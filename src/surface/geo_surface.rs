//! Module for handling geometric surfaces
//!
//! This module contains the [`GeoSurface`] trait which handles the purely geometric capabilities
//! of an optical surface: containment tests, ray intersection and surface normals. How a surface
//! acts on a ray (refraction, reflection, absorption) is handled separately by an
//! [`OpticalSurface`](crate::surface::OpticalSurface).

use crate::ray::Ray;
use nalgebra::{Point3, Vector3};
use std::fmt::Debug;
use uom::si::f64::Length;

/// Absolute tolerance (in meters) for containment tests on a surface footprint.
///
/// This tolerance absorbs floating point round-off for points sitting exactly on a footprint
/// boundary, e.g. intersection points at the rim of a lens aperture.
pub const CONTAINS_TOL: f64 = 1e-10;

/// Trait for handling geometric surfaces.
///
/// A geometric surface such as [`Plane`](super::Plane) or [`Sphere`](super::Sphere) has to
/// implement this trait in order to be combined with a surface behavior into an
/// [`OpticalSurface`](crate::surface::OpticalSurface).
pub trait GeoSurface: Send + Sync {
    /// Returns `true` if the given point lies on the physical surface footprint.
    ///
    /// Points within [`CONTAINS_TOL`] of the footprint boundary are considered contained.
    fn contains(&self, point: &Point3<Length>) -> bool;
    /// Calculate the intersection point of a [`Ray`] with this [`GeoSurface`].
    ///
    /// This function returns the nearest point in forward direction of the ray that lies on the
    /// surface footprint. It returns `None` if the ray does not intersect with the surface or if
    /// the ray currently originates on / within the surface itself (which avoids immediate
    /// self-intersection after an interaction).
    fn intersect(&self, ray: &Ray) -> Option<Point3<Length>>;
    /// Returns the outward surface normal (unit length) at a point on the surface.
    fn normal(&self, point: &Point3<Length>) -> Vector3<f64>;
    /// Return the surface type as string (for debugging purposes)
    fn name(&self) -> String;
    /// Return a drawable point model of this surface.
    ///
    /// This function samples the surface footprint with the given resolution. It is only consumed
    /// by external renderers for drawing wireframes and is irrelevant for the tracing itself.
    fn sample_points(&self, resolution: usize) -> Vec<Point3<Length>>;
}

impl Debug for dyn GeoSurface {
    fn fmt(&self, f: &mut std::fmt::Formatter<'_>) -> std::fmt::Result {
        write!(f, "{}", self.name())
    }
}
//! Gaussian smoothing and binary morphology.

use image::{Rgb, Rgb32FImage};
use imageproc::distance_transform::Norm;
use imageproc::filter::separable_filter_equal;
use imageproc::morphology;
use ndarray::Array3;

use super::{Frame, Mask};

/// Standard deviation derived from the kernel size when none is given.
fn auto_sigma(ksize: usize) -> f64 {
    0.3 * ((ksize as f64 - 1.0) * 0.5 - 1.0) + 0.8
}

fn gaussian_kernel(ksize: usize, sigma: f64) -> Vec<f32> {
    let sigma = if sigma > 0.0 { sigma } else { auto_sigma(ksize) };
    let center = (ksize / 2) as f64;
    let scale = -0.5 / (sigma * sigma);
    let weights: Vec<f64> = (0..ksize)
        .map(|i| {
            let d = i as f64 - center;
            (scale * d * d).exp()
        })
        .collect();
    let sum: f64 = weights.iter().sum();
    weights.iter().map(|w| (w / sum) as f32).collect()
}

/// Separable Gaussian blur over a `ksize` x `ksize` window; `sigma <= 0`
/// derives it from `ksize`.
///
/// Every channel is filtered independently and edge pixels are replicated
/// outwards. An even `ksize` is rounded up to the next odd size.
pub fn gaussian_blur(frame: &Frame, ksize: usize, sigma: f64) -> Frame {
    let ksize = ksize.max(1) | 1;
    let (height, width, _) = frame.dim();
    if height == 0 || width == 0 || ksize == 1 {
        return frame.clone();
    }

    let source = Rgb32FImage::from_fn(width as u32, height as u32, |x, y| {
        let (x, y) = (x as usize, y as usize);
        Rgb([
            frame[[y, x, 0]] as f32,
            frame[[y, x, 1]] as f32,
            frame[[y, x, 2]] as f32,
        ])
    });
    let blurred = separable_filter_equal(&source, &gaussian_kernel(ksize, sigma));

    Array3::from_shape_fn((height, width, 3), |(y, x, c)| {
        let v = blurred.get_pixel(x as u32, y as u32).0[c];
        v.round().clamp(0.0, 255.0) as u8
    })
}

/// Chebyshev radius matching `iterations` passes of a 3×3 rectangular element.
fn chessboard_radius(iterations: usize) -> u8 {
    u8::try_from(iterations).unwrap_or(u8::MAX)
}

/// Erode with a 3×3 rectangular element, `iterations` times.
///
/// Only background pixels inside the mask erode; the frame edge does not.
pub fn erode(mask: &Mask, iterations: usize) -> Mask {
    if iterations == 0 {
        return mask.clone();
    }
    morphology::erode(mask, Norm::LInf, chessboard_radius(iterations))
}

/// Dilate with a 3×3 rectangular element, `iterations` times.
pub fn dilate(mask: &Mask, iterations: usize) -> Mask {
    if iterations == 0 {
        return mask.clone();
    }
    morphology::dilate(mask, Norm::LInf, chessboard_radius(iterations))
}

**Work order:** In the records above, find the line containing "separately by an" and restate word for word every line from the first through that one.

**Output:**
filename src/surface/geo_surface.rs
//! Module for handling geometric surfaces
//!
//! This module contains the [`GeoSurface`] trait which handles the purely geometric capabilities
//! of an optical surface: containment tests, ray intersection and surface normals. How a surface
//! acts on a ray (refraction, reflection, absorption) is handled separately by an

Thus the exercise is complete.